President Syngman Rhee, right, shakes hands with Brig. Gen. Park Chung Hee, commander of the 5th Division of the Army, on Nov. 3, 1955, in Inje County, Gangwon. Captured from Daehan News

July 19 was the 50th anniversary of the country’s first president Syngman Rhee’s passing away. After he stepped down during the April 19 Revolution in 1960, a democratization movement led by labor and student groups, he went into exile in Honolulu and lived there for five years.

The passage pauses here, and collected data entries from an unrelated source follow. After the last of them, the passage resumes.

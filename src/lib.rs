//! A dashboard for browsing payment transactions.
//!
//! The dashboard lists transactions, filters them by an inclusive date range
//! and lets the user add new ones. It starts with a small set of seed
//! transactions which are replaced once the past transactions have loaded.
//!
//! This library provides a REST API that directly serves HTML pages.

#![warn(missing_docs)]

use std::{net::SocketAddr, time::Duration};

use axum_server::Handle;
use tokio::signal;

mod alert;
mod app_state;
mod dashboard;
mod endpoints;
mod error;
mod html;
mod internal_server_error;
mod logging;
mod not_found;
mod routing;
#[cfg(test)]
mod test_utils;
mod transaction;

pub use app_state::{AppState, DEFAULT_FETCH_DELAY, DashboardConfig};
pub use error::Error;
pub use logging::{LOG_BODY_LENGTH_LIMIT, logging_middleware};
pub use routing::build_router;
pub use transaction::{LoadOutcome, Transaction, TransactionId, seed_transactions};

/// An async task that waits for either the ctrl+c or terminate signal, whichever comes first, and
/// then signals the server to shut down gracefully.
///
/// `handle` is a handle to an Axum `Server`.
pub async fn graceful_shutdown(handle: Handle<SocketAddr>) {
    let ctrl_c = async {
        if let Err(error) = signal::ctrl_c().await {
            tracing::error!("failed to install Ctrl+C handler: {error}");
            std::future::pending::<()>().await;
        }
    };

    #[cfg(unix)]
    let terminate = async {
        match signal::unix::signal(signal::unix::SignalKind::terminate()) {
            Ok(mut signal) => {
                signal.recv().await;
            }
            Err(error) => {
                tracing::error!("failed to install terminate signal handler: {error}");
                std::future::pending::<()>().await;
            }
        }
    };

    #[cfg(not(unix))]
    let terminate = std::future::pending::<()>();

    tokio::select! {
        _ = ctrl_c => {
            tracing::debug!("Received ctrl+c signal.");
            handle.graceful_shutdown(Some(Duration::from_secs(1)));
        },
        _ = terminate => {
            tracing::debug!("Received terminate signal.");
            handle.graceful_shutdown(Some(Duration::from_secs(1)));
        },
    }
}
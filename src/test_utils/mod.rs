#![allow(missing_docs)]

pub(crate) mod form;
pub(crate) mod html;
pub(crate) mod http;
pub(crate) mod lock;

pub(crate) use form::{
    assert_form_input, assert_form_input_with_value, assert_form_submit_button_with_text,
    assert_hx_endpoint, must_get_form,
};
pub(crate) use html::{
    assert_valid_html, parse_html_document, parse_html_fragment, transaction_card_ids,
};
pub(crate) use http::{assert_content_type, assert_hx_redirect, assert_status_ok};
pub(crate) use lock::poison_lock;
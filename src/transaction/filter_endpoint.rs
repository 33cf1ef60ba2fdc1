//! Defines the endpoint for filtering transactions by date.

use axum::{
    extract::State,
    response::{IntoResponse, Response},
};
use axum_extra::extract::Form;
use maud::html;
use serde::Deserialize;
use time::Date;

use crate::{
    Error,
    alert::clear_alerts,
    dashboard::DashboardState,
    transaction::{filter_results_view, parse_iso_date},
};

/// The form data for the date filter.
///
/// A bound is `None` when the date input was left empty.
#[derive(Debug, Default, Deserialize)]
pub struct FilterForm {
    /// The initial date as `YYYY-MM-DD`.
    #[serde(default)]
    pub start: Option<String>,
    /// The end date as `YYYY-MM-DD`.
    #[serde(default)]
    pub end: Option<String>,
}

fn parse_bound(text: Option<&str>) -> Result<Option<Date>, Error> {
    match text.map(str::trim) {
        None | Some("") => Ok(None),
        Some(text) => parse_iso_date(text).map(Some),
    }
}

impl FilterForm {
    fn parse_bounds(&self) -> Result<(Option<Date>, Option<Date>), Error> {
        let start = parse_bound(self.start.as_deref())?;
        let end = parse_bound(self.end.as_deref())?;

        Ok((start, end))
    }
}

/// A route handler for filtering the transactions by date.
///
/// Responds with the filter results section, which replaces the previous one
/// on the page, and clears any alert left by an earlier request. Validation
/// errors are returned as an alert and leave the last result in place.
pub async fn filter_transactions_endpoint(
    State(state): State<DashboardState>,
    Form(form): Form<FilterForm>,
) -> Response {
    let (start, end) = match form.parse_bounds() {
        Ok(bounds) => bounds,
        Err(error) => return error.into_alert_response(),
    };

    let mut dashboard = match state.lock() {
        Ok(dashboard) => dashboard,
        Err(error) => return error.into_alert_response(),
    };

    match dashboard.filter_by_date(start, end) {
        Ok(result) => html! {
            (filter_results_view(Some(result)))
            (clear_alerts())
        }
        .into_response(),
        Err(error) => {
            tracing::debug!("rejected date filter: {error}");
            error.into_alert_response()
        }
    }
}
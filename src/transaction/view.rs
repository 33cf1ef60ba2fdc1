//! HTML views for lists of transactions and date filter results.

use maud::{Markup, html};

use crate::{
    dashboard::FilterResult,
    html::{CARD_STYLE, SECTION_HEADING_STYLE, format_amount},
    transaction::{Transaction, format_date, format_iso_date},
};

/// The ID of the element holding the date filter results.
pub const FILTER_RESULTS_ID: &str = "filter-results";

/// The message shown when a date filter matches nothing.
pub const NO_MATCH_MESSAGE: &str = "No matching transactions found";

fn transaction_card(transaction: &Transaction) -> Markup {
    html! {
        li class=(CARD_STYLE) data-transaction-id=(transaction.id)
        {
            p { strong { "Id:" } " " (transaction.id) }
            p { strong { "Amount:" } " " (format_amount(transaction.amount)) }
            p { strong { "Date:" } " " (format_iso_date(transaction.date)) }
        }
    }
}

/// A list with one card per transaction.
pub fn transaction_list_view(transactions: &[Transaction]) -> Markup {
    html! {
        ul class="w-full"
        {
            @for transaction in transactions {
                (transaction_card(transaction))
            }
        }
    }
}

/// The section showing the result of the last date filter.
///
/// Renders an empty placeholder when no filter has been run, so HTMX has an
/// element to swap the first result into.
pub fn filter_results_view(filter_result: Option<&FilterResult>) -> Markup {
    html! {
        section id=(FILTER_RESULTS_ID) class="w-full max-w-md"
        {
            @if let Some(result) = filter_result {
                @if result.transactions.is_empty() {
                    p { (NO_MATCH_MESSAGE) }
                } @else {
                    h3 class=(SECTION_HEADING_STYLE)
                    {
                        "Filtered Transactions between "
                        (format_date(result.range.start))
                        " and "
                        (format_date(result.range.end))
                        ":"
                    }

                    (transaction_list_view(&result.transactions))
                }
            }
        }
    }
}
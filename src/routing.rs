//! Application router configuration.

use axum::{
    Router,
    response::Redirect,
    routing::{get, post},
};

use crate::{
    AppState,
    dashboard::get_dashboard_page,
    endpoints,
    internal_server_error::get_internal_server_error_page,
    not_found::get_404_not_found,
    transaction::{
        create_transaction_endpoint, filter_transactions_endpoint, list_transactions_endpoint,
    },
};

/// Return a router with all the app's routes.
pub fn build_router(state: AppState) -> Router {
    Router::new()
        .route(endpoints::ROOT, get(get_index_page))
        .route(endpoints::DASHBOARD_VIEW, get(get_dashboard_page))
        .route(
            endpoints::INTERNAL_ERROR_VIEW,
            get(get_internal_server_error_page),
        )
        .route(
            endpoints::TRANSACTIONS_API,
            get(list_transactions_endpoint).post(create_transaction_endpoint),
        )
        .route(
            endpoints::FILTER_TRANSACTIONS_API,
            post(filter_transactions_endpoint),
        )
        .fallback(get_404_not_found)
        .with_state(state)
}

/// The root path '/' redirects to the dashboard page.
async fn get_index_page() -> Redirect {
    Redirect::to(endpoints::DASHBOARD_VIEW)
}


#[cfg(test)]
mod router_tests {
    use std::time::Duration;

    use axum::http::StatusCode;
    use axum_test::TestServer;
    use scraper::Html;

    use crate::{
        AppState, DashboardConfig, build_router, endpoints,
        test_utils::transaction_card_ids,
        transaction::{LoadOutcome, NO_MATCH_MESSAGE},
    };

    fn get_test_server() -> TestServer {
        let state = AppState::new(&DashboardConfig::default());
        let app = build_router(state);

        TestServer::new(app).expect("Could not create test server.")
    }

    #[tokio::test]
    async fn dashboard_page_renders() {
        let server = get_test_server();

        let response = server.get(endpoints::DASHBOARD_VIEW).await;

        response.assert_status_ok();
        let html = Html::parse_document(&response.text());
        assert_eq!(transaction_card_ids(&html, "#transactions"), vec!["1", "2", "3"]);
    }

    #[tokio::test]
    async fn add_then_list_transactions() {
        let server = get_test_server();

        server
            .post(endpoints::TRANSACTIONS_API)
            .form(&[("amount", "50")])
            .await
            .assert_status_see_other();
        let response = server.get(endpoints::TRANSACTIONS_API).await;

        response.assert_status_ok();
        let transactions = response.json::<serde_json::Value>();
        let transactions = transactions.as_array().unwrap();
        assert_eq!(transactions.len(), 4);
        assert_eq!(transactions[3]["id"], 4);
        assert_eq!(transactions[3]["amount"], 50.0);
    }

    #[tokio::test]
    async fn filter_form_round_trip() {
        let server = get_test_server();

        let response = server
            .post(endpoints::FILTER_TRANSACTIONS_API)
            .form(&[("start", "2019-01-01"), ("end", "2020-12-31")])
            .await;

        response.assert_status_ok();
        let html = Html::parse_fragment(&response.text());
        assert_eq!(transaction_card_ids(&html, "#filter-results"), vec!["1", "2"]);

        let page = server.get(endpoints::DASHBOARD_VIEW).await;
        let html = Html::parse_document(&page.text());
        assert_eq!(transaction_card_ids(&html, "#filter-results"), vec!["1", "2"]);
    }

    #[tokio::test]
    async fn filter_with_empty_date_is_bad_request() {
        let server = get_test_server();

        let response = server
            .post(endpoints::FILTER_TRANSACTIONS_API)
            .form(&[("start", ""), ("end", "2020-12-31")])
            .await;

        response.assert_status(StatusCode::BAD_REQUEST);
        assert!(!response.text().contains(NO_MATCH_MESSAGE));
    }

    #[tokio::test]
    async fn filter_after_failed_load_uses_seed() {
        let config = DashboardConfig {
            past_transactions: Vec::new(),
            fetch_delay: Duration::from_millis(1),
            ..Default::default()
        };
        let state = AppState::new(&config);
        let server = TestServer::new(build_router(state.clone()))
            .expect("Could not create test server.");

        let outcome = state.start_initial_load(&config).await.unwrap();
        let response = server
            .post(endpoints::FILTER_TRANSACTIONS_API)
            .form(&[("start", "2018-01-01"), ("end", "2018-12-31")])
            .await;

        assert_eq!(outcome, LoadOutcome::Failed);
        let html = Html::parse_fragment(&response.text());
        assert_eq!(transaction_card_ids(&html, "#filter-results"), vec!["3"]);
    }

    #[tokio::test]
    async fn internal_error_page_is_served() {
        let server = get_test_server();

        let response = server.get(endpoints::INTERNAL_ERROR_VIEW).await;

        response.assert_status(StatusCode::INTERNAL_SERVER_ERROR);
    }

    #[tokio::test]
    async fn unknown_route_is_not_found() {
        let server = get_test_server();

        let response = server.get("/does-not-exist").await;

        response.assert_status_not_found();
    }
}
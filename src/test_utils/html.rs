use axum::{body::Body, response::Response};
use scraper::{Html, Selector};

async fn response_text(response: Response<Body>) -> String {
    let body = response.into_body();
    let body = axum::body::to_bytes(body, usize::MAX)
        .await
        .expect("Could not get response body");

    String::from_utf8_lossy(&body).to_string()
}

pub(crate) async fn parse_html_document(response: Response<Body>) -> Html {
    Html::parse_document(&response_text(response).await)
}

pub(crate) async fn parse_html_fragment(response: Response<Body>) -> Html {
    Html::parse_fragment(&response_text(response).await)
}

#[track_caller]
pub(crate) fn assert_valid_html(html: &Html) {
    assert!(
        html.errors.is_empty(),
        "Got HTML parsing errors: {:?}",
        html.errors
    );
}

/// The IDs of the transaction cards inside the element matching `container`, in page order.
#[track_caller]
pub(crate) fn transaction_card_ids(html: &Html, container: &str) -> Vec<String> {
    let selector = Selector::parse(&format!("{container} li[data-transaction-id]")).unwrap();

    html.select(&selector)
        .map(|li| {
            li.value()
                .attr("data-transaction-id")
                .expect("card missing data-transaction-id")
                .to_owned()
        })
        .collect()
}
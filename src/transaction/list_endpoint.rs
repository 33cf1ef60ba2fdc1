//! Defines the endpoint for listing transactions as JSON.

use axum::{Json, extract::State};

use crate::{Error, dashboard::DashboardState, transaction::Transaction};

/// A route handler that returns all transactions in insertion order.
pub async fn list_transactions_endpoint(
    State(state): State<DashboardState>,
) -> Result<Json<Vec<Transaction>>, Error> {
    let dashboard = state.lock()?;

    Ok(Json(dashboard.transactions().to_vec()))
}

He passed away on July 19, 1965, at Mauna Lani Nursing Home with his wife Franziska Donner and son Rhee In-su at his side.

In November 1962, when I was serving as director of the Korean Central Intelligence Agency (KCIA), I was invited by the U.S. Department of State and U.S. Central Intelligence Agency (CIA) to Hawaii. After I landed at Honolulu Airport, I laid a flower on the USS Arizona, the battleship that sank during Japan’s attack on Pearl Harbor, and paid a visit to Rhee. He was at a nursing home, a three-story pink building next to Waikiki Beach. Rhee was in room No. 202.

When I came in, Rhee was groaning on a shoulder-high bed, eyes closed, with casts on both arms suspended from cables attached to the ceiling. Mrs. Donner, a frugal woman, was standing next to him with teary eyes wearing a cheap-looking dress.

“What happened to the President?” I asked.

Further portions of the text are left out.